Während Verschleppungskontaminationen im zweistufigen Arbeitsablauf ein großes Problem bleiben, sind die generierten Amplikons von RPA klein und verursachen im Vergleich zu großen konkatemerischen Amplikons aus LAMP14 weniger wahrscheinlich eine Verschleppungskontamination. RPA-Primer können nach den Standardrichtlinien14 ausgelegt werden: Sie sind in der Regel 25-35 Nukleotide lang und haben Schmelztemperaturen von 54 bis 67 °C. Die Amplikongröße sollte kleiner als 200 Basenpaare sein. Das reverse Transkriptase-Enzym (RT) kann zu RPA hinzugefügt werden, um die Amplifikation aus RNA zu ermöglichen, und bei der reversen Transkriptions-RPA (RT-RPA) wird ein weiteres Enzym, Ribonuklease H (RNase H), typischerweise in kleinen Mengen hinzugefügt, um die Auflösung des resultierenden RNA-DNA-Hybrids zu unterstützen und die Amplifikationsreaktion zu fördern 5,19. Um die T7-Transkription für den Cas13-basierten Nachweis zu ermöglichen, kann der T7-RNA-Polymerase-Promotor am 5′-Ende des vorderen RPA-Primers platziert werden.
Nachdem Amplikons aus RPA erzeugt wurden, können sie mit crRNA-programmierten Cas-Enzymen nachgewiesen werden. Unter den verschiedenen Cas-Enzymen, die für die Amplikondetektion verwendet werden können, bevorzugen wir RNA-targetende Cas13-Varianten aufgrund ihrer hohen Spaltungsaktivität1 und gut charakterisierten Polynukleotid-Spaltpräferenzen 7,9, von denen letztere für die Multiplexdetektion verwendet werden können. Die crRNA-Sequenz für Cas13 ist so konzipiert, dass sie komplementär (reverse komplementär) zur Zielstelle in der produzierten RNA mit Spacer- und Direct Repeat (DR)-Sequenzen ist. Die crRNA-Sequenz und die RPA-Primer sollten sich nicht überlappen, um einen unerwünschten Cas-basierten Nachweis von Off-Target-Amplifikationsprodukten zu vermeiden, der die Hintergrund- und Falsch-Positiv-Ergebnisse erhöht14.
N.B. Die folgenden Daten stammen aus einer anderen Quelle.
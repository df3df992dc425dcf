//! Rule-based assistant: maps free-text input to intents by ordered keyword
//! matching. Intents are not mutually exclusive; every one that fires
//! contributes its reply (and side effect) in detection order, and the
//! emotional-support fallback only runs when none fired.

pub mod dates;
pub mod support;

use chrono::{Datelike, NaiveDateTime, Utc};
use regex::Regex;
use serde::Serialize;
use std::sync::OnceLock;

use crate::error::ApiError;
use crate::models::User;
use crate::state::AppState;

#[derive(Debug, Clone, PartialEq)]
pub enum Intent {
    Appointment {
        doctor: String,
        when: Option<NaiveDateTime>,
    },
    Diary {
        body: String,
        mood: &'static str,
    },
    DoctorSuggest {
        specialty: &'static str,
        city: Option<String>,
    },
    PeriodMention,
}

impl Intent {
    pub fn label(&self) -> &'static str {
        match self {
            Intent::Appointment { .. } => "appointment",
            Intent::Diary { .. } => "diary",
            Intent::DoctorSuggest { .. } => "doctor_suggest",
            Intent::PeriodMention => "period",
        }
    }
}

#[derive(Debug, Serialize)]
pub struct ChatReply {
    pub text: String,
    #[serde(skip_serializing_if = "Vec::is_empty")]
    pub intents: Vec<&'static str>,
}

fn appointment_re() -> &'static Regex {
    static RE: OnceLock<Regex> = OnceLock::new();
    RE.get_or_init(|| Regex::new(r"(?i)appointment\s+with\s+(.+)").unwrap())
}

fn connector_re() -> &'static Regex {
    static RE: OnceLock<Regex> = OnceLock::new();
    RE.get_or_init(|| Regex::new(r"(?i)\b(?:also|then)\b").unwrap())
}

fn on_word_re() -> &'static Regex {
    static RE: OnceLock<Regex> = OnceLock::new();
    RE.get_or_init(|| Regex::new(r"(?i)\bon\b").unwrap())
}

fn diary_re() -> &'static Regex {
    static RE: OnceLock<Regex> = OnceLock::new();
    RE.get_or_init(|| {
        Regex::new(r"(?i)(?:write\s+in\s+my\s+diary\s+that|dear\s+diary[,:]?)\s*(.+)").unwrap()
    })
}

fn city_re() -> &'static Regex {
    static RE: OnceLock<Regex> = OnceLock::new();
    RE.get_or_init(|| Regex::new(r"(?i)\bin\s+([A-Za-z][A-Za-z ]*?)\s*[?.!]*\s*$").unwrap())
}

/// Ordered, non-exclusive intent detection. `default_year` anchors dates
/// spoken without a year.
pub fn detect_intents(text: &str, default_year: i32) -> Vec<Intent> {
    let lower = text.to_lowercase();
    let mut intents = Vec::new();

    if let Some(cap) = appointment_re().captures(text) {
        let clause = cap.get(1).map_or("", |m| m.as_str());
        // keep only the clause before a trailing connector ("... then ...")
        let clause = connector_re()
            .splitn(clause, 2)
            .next()
            .unwrap_or(clause)
            .trim();

        let mut parts = on_word_re().splitn(clause, 2);
        let doctor = parts
            .next()
            .unwrap_or("")
            .trim()
            .trim_end_matches([',', '.'])
            .trim()
            .to_string();
        let when = parts
            .next()
            .and_then(|suffix| dates::extract_datetime(suffix, default_year));

        if !doctor.is_empty() {
            intents.push(Intent::Appointment { doctor, when });
        }
    }

    if let Some(cap) = diary_re().captures(text) {
        let body = cap.get(1).map_or("", |m| m.as_str()).trim().to_string();
        if !body.is_empty() {
            let mood = infer_mood(&body);
            intents.push(Intent::Diary { body, mood });
        }
    }

    if lower.contains("which doctor") || lower.contains("what doctor") {
        let specialty = suggest_specialty(&lower);
        let city = city_re()
            .captures(text.trim())
            .and_then(|c| c.get(1))
            .map(|m| m.as_str().trim().to_string());
        intents.push(Intent::DoctorSuggest { specialty, city });
    }

    if lower.contains("period started") || lower.contains("period ended") {
        intents.push(Intent::PeriodMention);
    }

    intents
}

/// Mood tag for diary text. Later groups override earlier ones, neutral by
/// default.
pub fn infer_mood(text: &str) -> &'static str {
    let lower = text.to_lowercase();
    let mut mood = "neutral";
    if lower.contains("happy") || lower.contains("good") {
        mood = "happy";
    }
    if lower.contains("sad") || lower.contains("upset") {
        mood = "sad";
    }
    if lower.contains("angry") || lower.contains("frustrated") {
        mood = "angry";
    }
    if lower.contains("anxious") || lower.contains("stress") || lower.contains("worried") {
        mood = "anxious";
    }
    mood
}

/// Fixed issue-keyword -> specialty taxonomy, shared with the doctor-suggest
/// route.
pub fn suggest_specialty(issue: &str) -> &'static str {
    let issue = issue.to_lowercase();
    if issue.contains("period") || issue.contains("pcos") || issue.contains("pelvic") {
        "Gynecologist"
    } else if issue.contains("thyroid") || issue.contains("hormone") {
        "Endocrinologist"
    } else if issue.contains("skin") || issue.contains("acne") {
        "Dermatologist"
    } else if issue.contains("anxiety")
        || issue.contains("depression")
        || issue.contains("panic")
        || issue.contains("mental")
    {
        "Psychiatrist / Psychologist"
    } else {
        // fever/cold/cough and anything unrecognized
        "General physician"
    }
}

pub fn search_tip(specialty: &str, city: Option<&str>) -> String {
    let query = match city {
        Some(city) => format!("{specialty} near {city}"),
        None => format!("{specialty} near me"),
    };
    let url = format!(
        "https://www.google.com/search?q={}",
        query.replace(' ', "+")
    );
    format!("You can search online for \u{201c}{query}\u{201d}: {url}")
}

/// Runs the router for one message: detects intents, performs their side
/// effects, assembles the concatenated reply.
pub async fn respond(state: &AppState, user: &User, content: &str) -> Result<ChatReply, ApiError> {
    let intents = detect_intents(content, Utc::now().year());
    let mut replies = Vec::new();
    let mut labels = Vec::new();

    for intent in &intents {
        labels.push(intent.label());
        match intent {
            Intent::Appointment {
                doctor,
                when: Some(when),
            } => {
                sqlx::query(
                    "INSERT INTO appointments (user_id, doctor_name, specialty, date_time, status) \
                     VALUES ($1, $2, $3, $4, 'upcoming')",
                )
                .bind(user.id)
                .bind(doctor)
                .bind("General Consultation")
                .bind(when.and_utc())
                .execute(&state.pool)
                .await?;

                tracing::info!("📅 voice appointment created for {}", user.id);
                replies.push(format!(
                    "Done 💜 I've scheduled your appointment with {doctor} on {}.",
                    when.format("%A, %B %-d, %Y at %-I:%M %p")
                ));
            }
            Intent::Appointment { when: None, .. } => {
                replies.push(
                    "I understood you want to book an appointment, but I couldn't catch the date. \
                     Could you say it like \u{201c}appointment with Dr Rao on 11 December at 4 pm\u{201d}?"
                        .to_string(),
                );
            }
            Intent::Diary { body, mood } => {
                sqlx::query(
                    "INSERT INTO diary_entries (user_id, date, body, mood, private) \
                     VALUES ($1, $2, $3, $4, FALSE)",
                )
                .bind(user.id)
                .bind(Utc::now().date_naive())
                .bind(body)
                .bind(mood)
                .execute(&state.pool)
                .await?;

                replies.push(format!(
                    "Okay, I've written that in your diary and noted your mood as {mood}. It's safe with me. 💜"
                ));
            }
            Intent::DoctorSuggest { specialty, city } => {
                replies.push(format!(
                    "Based on what you wrote, a {specialty} might be appropriate. This is not a \
                     diagnosis. Please visit a licensed doctor for proper evaluation.\n\n{}",
                    search_tip(specialty, city.as_deref())
                ));
            }
            Intent::PeriodMention => {
                replies.push(
                    "It sounds like you're talking about your period. To keep your cycle history \
                     accurate, please log starts and ends on the Period screen \u{2014} I'll do the \
                     tracking from there. 💜"
                        .to_string(),
                );
            }
        }
    }

    if replies.is_empty() {
        replies.push(support::reply(content));
    }

    Ok(ChatReply {
        text: replies.join("\n\n"),
        intents: labels,
    })
}

#[cfg(test)]
mod tests {
    use super::*;
    use chrono::{NaiveDate, NaiveTime};

    fn dt(y: i32, mo: u32, d: u32, h: u32) -> NaiveDateTime {
        NaiveDate::from_ymd_opt(y, mo, d)
            .unwrap()
            .and_time(NaiveTime::from_hms_opt(h, 0, 0).unwrap())
    }

    #[test]
    fn appointment_with_doctor_and_full_date() {
        let intents =
            detect_intents("Fix an appointment with Dr X on 11 December 2025 at 12 pm", 2026);
        assert_eq!(intents.len(), 1);
        match &intents[0] {
            Intent::Appointment { doctor, when } => {
                assert_eq!(doctor, "Dr X");
                assert_eq!(*when, Some(dt(2025, 12, 11, 12)));
            }
            other => panic!("unexpected intent: {other:?}"),
        }
    }

    #[test]
    fn unparseable_date_keeps_the_intent_without_a_time() {
        let intents = detect_intents("appointment with Dr X on someday soon", 2026);
        assert!(matches!(
            &intents[0],
            Intent::Appointment { when: None, .. }
        ));
    }

    #[test]
    fn connector_words_cut_the_appointment_clause() {
        let intents = detect_intents(
            "Book an appointment with Dr Rao on 5 January then write in my diary that I am happy today",
            2026,
        );
        assert_eq!(intents.len(), 2);
        match &intents[0] {
            Intent::Appointment { doctor, when } => {
                assert_eq!(doctor, "Dr Rao");
                assert_eq!(*when, Some(dt(2026, 1, 5, 0)));
            }
            other => panic!("unexpected intent: {other:?}"),
        }
        match &intents[1] {
            Intent::Diary { body, mood } => {
                assert_eq!(body, "I am happy today");
                assert_eq!(*mood, "happy");
            }
            other => panic!("unexpected intent: {other:?}"),
        }
    }

    #[test]
    fn doctor_suggestion_with_trailing_city() {
        let intents =
            detect_intents("Which doctor should I see for heavy periods in Hyderabad?", 2026);
        assert_eq!(intents.len(), 1);
        match &intents[0] {
            Intent::DoctorSuggest { specialty, city } => {
                assert_eq!(*specialty, "Gynecologist");
                assert_eq!(city.as_deref(), Some("Hyderabad"));
            }
            other => panic!("unexpected intent: {other:?}"),
        }
    }

    #[test]
    fn period_mention_is_informational() {
        let intents = detect_intents("My period started today", 2026);
        assert_eq!(intents, vec![Intent::PeriodMention]);
    }

    #[test]
    fn plain_emotional_text_has_no_structured_intent() {
        assert!(detect_intents("I feel very low and lonely today", 2026).is_empty());
    }

    #[test]
    fn mood_inference_defaults_to_neutral() {
        assert_eq!(infer_mood("went to class"), "neutral");
        assert_eq!(infer_mood("felt very anxious in class"), "anxious");
        assert_eq!(infer_mood("so frustrated with everything"), "angry");
        // later groups override: stressed beats happy
        assert_eq!(infer_mood("good day but stressful evening"), "anxious");
    }

    #[test]
    fn specialty_taxonomy() {
        assert_eq!(suggest_specialty("painful periods"), "Gynecologist");
        assert_eq!(suggest_specialty("thyroid check"), "Endocrinologist");
        assert_eq!(suggest_specialty("acne breakout"), "Dermatologist");
        assert_eq!(suggest_specialty("panic attacks"), "Psychiatrist / Psychologist");
        assert_eq!(suggest_specialty("fever and cough"), "General physician");
        assert_eq!(suggest_specialty("something else"), "General physician");
    }

    #[test]
    fn search_tip_builds_a_query_url() {
        let tip = search_tip("Gynecologist", Some("Hyderabad"));
        assert!(tip.contains("Gynecologist near Hyderabad"));
        assert!(tip.contains("https://www.google.com/search?q=Gynecologist+near+Hyderabad"));
    }
}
Der Cas-basierte Nachweis beruht auf verschiedenen Nachweismodalitäten, um die Spaltung von Reporter-Nukleinsäuremolekülen (RNA-Reporter für Cas13-basierte Reaktionen) zu überwachen1,2,14. Zu den verschiedenen Detektionsmodalitäten gehören Kolorimetrie, elektrochemische Auslesungen, Fluoreszenz, Sequenzieranzeigen und Lateral-Flow-Strips2. Wir konzentrieren uns auf die Fluoreszenzauslesung bei einer Vielzahl von Fluorophoren und Reportern wie Cyanin 5 (Cy5), Rhodamin X (ROX) und Carboxyfluorescein (FAM), die mit einer einzigen blauen LED-Lichtquelle effektiv angeregt werden können, und deren Fluoreszenz mit einem Mikroplatten-Reader oder einem Echtzeit-Thermocycler analysiert wird 7,14. Darüber hinaus ist die Fluoreszenzauslesung einfach einzurichten und ermöglicht eine kontinuierliche Überwachung, die eine Quantifizierung in Echtzeit ermöglicht. Die Multiplex-RPA-Präamplifikation und die Multiplex-Cas13-basierte Detektion unter Verwendung von Cas-Enzymen können mit mehrfarbigen Fluoreszenzauslesungen für den gleichzeitigen Nachweis mehrerer genetischer Ziele kombiniert werden 2,7.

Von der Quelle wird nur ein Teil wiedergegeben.